Key parameters determining the economic feasibility of algae biofuels include biomass productivity, lipid content, and lipid productivity. Microalgae produce a variety of lipids, tri — and diglycerides, phospholipids, glycolipids, alkenes, and pigments such as the carotenoids. Reports of total lipid content for specific strains (i. e., compounds soluble in organic solvents per dry weight, as originally described by Bligh and Dyer 1959) vary in the literature (Griffiths and Harrison 2009). This is due, in part, to variations in the sequence and polarity of solvent systems used for extraction (Guckert et al. 1988). Because of the complexity of lipid compounds in algae and that the fractions of each class can vary with environmental conditions, lipid quantification, which is essential to the development of production models for algae biofuels, needs refinement. The biodiesel industry is currently based on transesterification of plant triglycerides forming alkyl esters of the fatty acid moiety. The fate of other cellular lipid compounds in the tranesterification process, potentially a large fraction of lipoidal extracts, will require more attention.

Perhaps a more important consideration of reported variations in lipid content, even within a specific species, is the physiological responses in lipid metabolism due to culture conditions including temperature, salinity, growth phase, nutrient deprivation, and the diurnal light cycle, all of which have a strong influence on lipid content (Roessler 1988, 1990). Unfortunately, biomass productivity is often inversely correlated with overall lipid productivity. High lipid and carotenoid content is usually produced under stress conditions, especially nutrient limitation which prevents cell growth and division resulting in excess photosynthate shunted toward triglyceride accumulation (Griffiths and Harrison 2009; Illman et al. 2000; Jakobsen et al. 2008; Lv et al. 2010; Rodolfi et al. 2009).

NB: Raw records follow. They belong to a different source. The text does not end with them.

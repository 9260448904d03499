// SPDX-License-Identifier: PMPL-1.0-or-later
// Copyright (c) 2026 Jonathan D.A. Jewell (hyperpolymath) <jonathan.jewell@open.ac.uk>
//
// Satzwerk: layout-preserving PDF translation.
//
// Entry point. Initialises logging, loads configuration, builds the shared
// services and translates each input file in turn.
//
// Exit codes: 0 when every document was written, 1 when a document, the
// JSON report or the service setup failed, 2 for invalid configuration or
// arguments.

mod args;
mod services;
mod summary;

use std::process::ExitCode;

use clap::Parser;
use satzwerk_core::config::{AppConfig, default_config_path};
use satzwerk_core::error::{Result, SatzwerkError};
use tracing::{error, info};
use tracing_subscriber::EnvFilter;

use args::Cli;
use services::AppServices;

const EXIT_FAILED: u8 = 1;
const EXIT_CONFIG: u8 = 2;

#[tokio::main]
async fn main() -> ExitCode {
    let cli = Cli::parse();

    let default_level = if cli.debug { "debug" } else { "info" };
    tracing_subscriber::fmt()
        .with_env_filter(
            EnvFilter::try_from_default_env().unwrap_or_else(|_| EnvFilter::new(default_level)),
        )
        .init();

    info!("Satzwerk starting");

    let services = match setup(&cli) {
        Ok(services) => services,
        Err(e) => {
            error!(error = %e, "startup failed");
            eprint!("{}", summary::render_error("satzwerk", &e));
            return ExitCode::from(exit_code_for(&e));
        }
    };

    let mut failed = 0usize;
    let mut reports = Vec::with_capacity(cli.files.len());
    for file in &cli.files {
        match services.translate(file).await {
            Ok(report) => {
                if report.failed_runs() > 0 {
                    info!(document = %file.display(), failed = report.failed_runs(), "document written with untranslated runs");
                }
                print!("{}", summary::render_report(&report));
                reports.push(report);
            }
            Err(e) => {
                failed += 1;
                error!(document = %file.display(), error = %e, "document failed");
                eprint!("{}", summary::render_error(&file.display().to_string(), &e));
            }
        }
    }

    if let Some(path) = &cli.report
        && let Err(e) = summary::write_json(path, &reports)
    {
        failed += 1;
        error!(path = %path.display(), error = %e, "report not written");
        eprint!("{}", summary::render_error(&path.display().to_string(), &e));
    }

    info!(documents = cli.files.len(), failed, "Satzwerk finished");
    if failed == 0 {
        ExitCode::SUCCESS
    } else {
        ExitCode::from(EXIT_FAILED)
    }
}

fn setup(cli: &Cli) -> Result<AppServices> {
    let config_path = cli.config.clone().unwrap_or_else(default_config_path);
    let mut config = AppConfig::load(&config_path)?;
    config.apply_env_overrides();
    config.validate()?;

    let task = cli.task(&config)?;
    AppServices::init(cli, &config, task)
}

fn exit_code_for(err: &SatzwerkError) -> u8 {
    match err {
        SatzwerkError::Configuration { .. } => EXIT_CONFIG,
        _ => EXIT_FAILED,
    }
}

Lipid productivity is the product of lipid content and productivity. A survey of the literature on growth rates and lipid content under nutrient-replete and nutrient — deficient conditions showed a stronger correlation between biomass and lipid productivity rather than simply lipid content (Griffiths and Harrison 2009). In continuous ponding operations, selection of fast-growing strains increases yield and decreases the cost of harvesting and extraction (Borowitzka 1997) and reduces competition by invading strains. High productivity is also advantageous in a two — stage process, as described above, with the first stage designed to optimize biomass production and nutrient removal from wastewater followed by a second phase to induce hyper-lipid production.